Only a subset of teens – those with weak cognitive control – engage in excessive levels of impulsiveness, such as acting without thinking, and end up struggling with addictions or other behavioral problem as young adults, said Atika Khurana, associate professor and director of graduate programs in the UO’s prevention science program.
Cognitive control is the ability to exert top-down control over behavior, thoughts and emotions. This ability, tied to executive functions, rests in the brain’s prefrontal cortex.
The findings, published in the Journal of Youth and Adolescence, challenge traditional thinking that adolescence is a time of universal imbalance, with kids lacking cognitive control and taking risks to reap instant rewards.
“People have heard so much about the teenage brain being all gas and no brakes, stemming from an imbalance between the reward and control regions of the brain,” Khurana said. “This study shows that this is not true. There is an imbalance for some youth, but it is not universal.”
Khurana and colleagues analyzed six waves of data collected from 387 adolescents, ages 11 to 18, in the Philadelphia area. They looked at changes in sensation-seeking and impulsivity during in the teenage years in relation to cognitive control and as predictors of substance use disorders in late adolescence.
Only those teens with weakness in cognitive control were at risk for impulsive behaviors, putting them at higher risk for substance abuse. While sensation-seeking did increase during teenage years, it was not associated with weakness in cognitive control or later substance abuse.
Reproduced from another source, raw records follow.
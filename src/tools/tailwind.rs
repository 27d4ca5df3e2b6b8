use anyhow::Result;

use crate::project::Project;
use crate::project::manifest::Manifest;
use crate::utils::fs::{read_file, write_file};

const DEV_DEPENDENCIES: &[(&str, &str)] = &[
    ("tailwindcss", "^3.4.1"),
    ("postcss", "^8.4.33"),
    ("autoprefixer", "^10.4.17"),
    ("@tailwindcss/typography", "^0.5.10"),
];

pub const TAILWIND_CONFIG_FILE: &str = "tailwind.config.js";
pub const POSTCSS_CONFIG_FILE: &str = "postcss.config.js";

const TAILWIND_CONFIG: &str = r#"import typography from '@tailwindcss/typography'

/** @type {import('tailwindcss').Config} */
export default {
  content: ["./index.html", "./src/**/*.{js,ts,jsx,tsx,vue,lit}"],
  theme: {
    extend: {},
  },
  plugins: [typography],
}
"#;

const POSTCSS_CONFIG: &str = r#"export default {
  plugins: {
    tailwindcss: {},
    autoprefixer: {},
  },
}
"#;

pub const DIRECTIVES: &str = "@tailwind base;\n@tailwind components;\n@tailwind utilities;\n\n";

pub fn apply(project: &Project, manifest: &mut Manifest) -> Result<()> {
    step!("Adding Tailwind CSS...");
    manifest.add_dev_dependencies(DEV_DEPENDENCIES);

    write_file(&project.path(TAILWIND_CONFIG_FILE), TAILWIND_CONFIG)?;
    write_file(&project.path(POSTCSS_CONFIG_FILE), POSTCSS_CONFIG)?;

    let stylesheet = project.path("src").join(project.framework.stylesheet());
    if stylesheet.exists() {
        let css = read_file(&stylesheet)?;
        write_file(&stylesheet, &format!("{DIRECTIVES}{css}"))?;
    } else {
        trace!(
            "no stylesheet at {}, skipping Tailwind directives",
            stylesheet.display()
        );
    }
    Ok(())
}
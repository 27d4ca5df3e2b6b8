use std::path::{Path, PathBuf};

use anyhow::Result;
use include_dir::{Dir, include_dir};

use crate::error::ScaffoldError;
use crate::project::framework::Framework;
use crate::utils::fs::{copy_dir_recursive, extract_embedded};

static EMBEDDED_TEMPLATES: Dir<'_> = include_dir!("$CARGO_MANIFEST_DIR/templates");

/// Where framework template trees are read from.
#[derive(Debug, Clone, PartialEq, Eq)]
pub enum TemplateSource {
    /// Trees compiled into the binary.
    Embedded,
    /// A directory holding one sub-directory per framework identifier.
    Directory(PathBuf),
}

impl TemplateSource {
    pub fn describe(&self) -> String {
        match self {
            Self::Embedded => "embedded templates".to_string(),
            Self::Directory(root) => root.display().to_string(),
        }
    }

    /// Copy the template of `framework` to `dest` verbatim.
    pub fn materialize(&self, framework: Framework, dest: &Path) -> Result<()> {
        match self {
            Self::Embedded => {
                let tree = EMBEDDED_TEMPLATES
                    .get_dir(framework.id())
                    .ok_or_else(|| self.unknown(framework))?;
                extract_embedded(tree, dest)
            }
            Self::Directory(root) => {
                let tree = root.join(framework.id());
                if !tree.is_dir() {
                    return Err(self.unknown(framework).into());
                }
                copy_dir_recursive(&tree, dest)
            }
        }
    }

    fn unknown(&self, framework: Framework) -> ScaffoldError {
        ScaffoldError::UnknownTemplate {
            framework,
            location: self.describe(),
        }
    }
}
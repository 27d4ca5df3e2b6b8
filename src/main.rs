#[macro_use]
mod log;

mod cli;
mod config;
mod error;
mod project;
mod resolve;
mod tools;
mod utils;

use std::process::ExitCode;

fn main() -> ExitCode {
    cli::run()
}
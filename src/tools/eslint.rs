use anyhow::{Context, Result};
use serde_json::{Value, json};

use crate::project::Project;
use crate::project::framework::{Family, Framework};
use crate::project::manifest::Manifest;
use crate::utils::fs::write_file;

pub const CONFIG_FILE: &str = ".eslintrc.json";
const LINT_SCRIPT: &str = "eslint . --ext .js,.jsx,.ts,.tsx,.vue";

/// ESLint configuration for one framework, plus the packages it needs.
#[derive(Debug, Clone)]
pub struct EslintSetup {
    pub config: Value,
    pub dev_dependencies: Vec<(&'static str, &'static str)>,
}

pub fn eslint_setup(framework: Framework, google: bool) -> EslintSetup {
    let mut dev_dependencies = vec![("eslint", "^8.56.0")];
    let mut extends = vec!["eslint:recommended"];

    let typed = framework.is_typescript();
    if typed {
        dev_dependencies.push(("@typescript-eslint/parser", "^6.19.0"));
        dev_dependencies.push(("@typescript-eslint/eslint-plugin", "^6.19.0"));
        extends.push("plugin:@typescript-eslint/recommended");
    }

    match framework.family() {
        Family::React => {
            dev_dependencies.push(("eslint-plugin-react", "^7.33.2"));
            extends.push("plugin:react/recommended");
            extends.push("plugin:react/jsx-runtime");
        }
        Family::Vue => {
            dev_dependencies.push(("eslint-plugin-vue", "^9.20.1"));
            extends.push("plugin:vue/vue3-essential");
        }
        Family::Lit | Family::Vanilla => {}
    }

    if google {
        dev_dependencies.push(("eslint-config-google", "^0.14.0"));
        extends.push("google");
    }

    let mut config = json!({
        "env": { "browser": true, "es2021": true, "node": true },
        "extends": extends,
        "parserOptions": { "ecmaVersion": "latest", "sourceType": "module" },
        "rules": {}
    });
    if typed {
        if let Value::Object(map) = &mut config {
            map.insert("parser".to_string(), json!("@typescript-eslint/parser"));
            map.insert("plugins".to_string(), json!(["@typescript-eslint"]));
        }
    }

    EslintSetup {
        config,
        dev_dependencies,
    }
}

pub fn apply(project: &Project, manifest: &mut Manifest, google: bool) -> Result<()> {
    step!("Adding ESLint...");
    if google {
        println!("  - Using Google's ESLint config.");
    }

    let setup = eslint_setup(project.framework, google);
    manifest.add_dev_dependencies(&setup.dev_dependencies);
    manifest.add_script("lint", LINT_SCRIPT)?;

    let rendered =
        serde_json::to_string_pretty(&setup.config).context("serializing ESLint config")?;
    write_file(&project.path(CONFIG_FILE), &format!("{rendered}\n"))
}
use crate::project::Scaffolded;
use crate::project::options::ProjectOptions;

/// Instructions printed once the project is on disk.
pub fn next_steps(options: &ProjectOptions, outcome: &Scaffolded) -> String {
    let pm = options.package_manager;
    let mut text = String::from("Done. Now run:\n\n");
    text.push_str(&format!("  cd {}\n", options.name));
    text.push_str(&format!("  {}\n", pm.install_command()));
    text.push_str(&format!("  {}\n", pm.run_command("dev")));
    if outcome.git_initialized {
        text.push_str("\nA git repository was initialized in the project directory.\n");
    }
    text
}

pub fn print_next_steps(options: &ProjectOptions, outcome: &Scaffolded) {
    trace!("project written to {}", outcome.project_dir.display());
    println!();
    success!("Project setup complete!");
    println!();
    println!("{}", next_steps(options, outcome));
}
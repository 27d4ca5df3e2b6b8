use std::fs;

use anyhow::{Context, Result};

use crate::project::Project;
use crate::project::manifest::Manifest;
use crate::utils::fs::write_file;

pub const CONFIG_FILE: &str = "playwright.config.ts";
pub const TEST_DIR: &str = "tests-e2e";
const EXAMPLE_TEST_FILE: &str = "example.spec.ts";

const PLAYWRIGHT_CONFIG: &str = r#"import { defineConfig, devices } from '@playwright/test';

export default defineConfig({
  testDir: './tests-e2e',
  fullyParallel: true,
  forbidOnly: !!process.env.CI,
  retries: process.env.CI ? 2 : 0,
  workers: process.env.CI ? 1 : undefined,
  reporter: 'html',
  use: {
    baseURL: 'http://localhost:5173',
    trace: 'on-first-retry',
  },
  projects: [
    { name: 'chromium', use: { ...devices['Desktop Chrome'] } },
    { name: 'firefox', use: { ...devices['Desktop Firefox'] } },
    { name: 'webkit', use: { ...devices['Desktop WebKit'] } },
  ],
  webServer: {
    command: 'npm run dev',
    url: 'http://localhost:5173',
    reuseExistingServer: !process.env.CI,
  },
});
"#;

const EXAMPLE_TEST: &str = r#"import { test, expect } from '@playwright/test';

test('has title', async ({ page }) => {
  await page.goto('/');
  await expect(page).toHaveTitle(/Vite/);
});

test('h1 is visible', async ({ page }) => {
  await page.goto('/');
  await expect(page.getByRole('heading', { level: 1 })).toBeVisible();
});
"#;

pub fn apply(project: &Project, manifest: &mut Manifest) -> Result<()> {
    step!("Adding Playwright for E2E testing...");
    manifest.add_dev_dependency("@playwright/test", "^1.41.1");
    manifest.add_script("test:e2e", "playwright test")?;

    write_file(&project.path(CONFIG_FILE), PLAYWRIGHT_CONFIG)?;

    let test_dir = project.path(TEST_DIR);
    fs::create_dir(&test_dir)
        .with_context(|| format!("creating directory {}", test_dir.display()))?;
    write_file(&test_dir.join(EXAMPLE_TEST_FILE), EXAMPLE_TEST)
}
“Previous studies modeling changes in impulsivity and sensation seeking during adolescence drew conclusions based on age differences without looking at the same adolescents over time as they developed,” she said. “This study looked at individual trajectories and captured distinct patterns of change that were not otherwise observable when looking at youth at different ages.”
The study, funded by the National Institutes of Health, supported predictions of the Lifespan Wisdom Model developed by study co-author Daniel Romer of the University of Pennsylvania’s Annenberg Public Policy Center.
It also was in line with a series of published findings that have emerged from Khurana’s work with the same data, which began while she was a postdoctoral fellow at the Annenberg Public Policy Center.
In 2012, her group reported a positive association of working memory with sensation-seeking and a negative association with impulsivity. While children with sensation seeking engaged in exploratory forms of risk-taking, they were not getting stuck in unhealthy patterns of risk-taking.
Subsequently, the group has shown that weak working memory in combination with impulsivity can be used to predict trajectories of early alcohol use and risky sexual behavior in adolescents, and that adolescents with strong working memory are better equipped to escape early progression in drug use and avoid substance abuse issues.
The research, Khurana said, speaks to the need for greater emphasis on early interventions that can strengthen cognitive control.
Other co-authors were Laura M. Betancourt and Hallam Hurt, both of the Children’s Hospital of Philadelphia.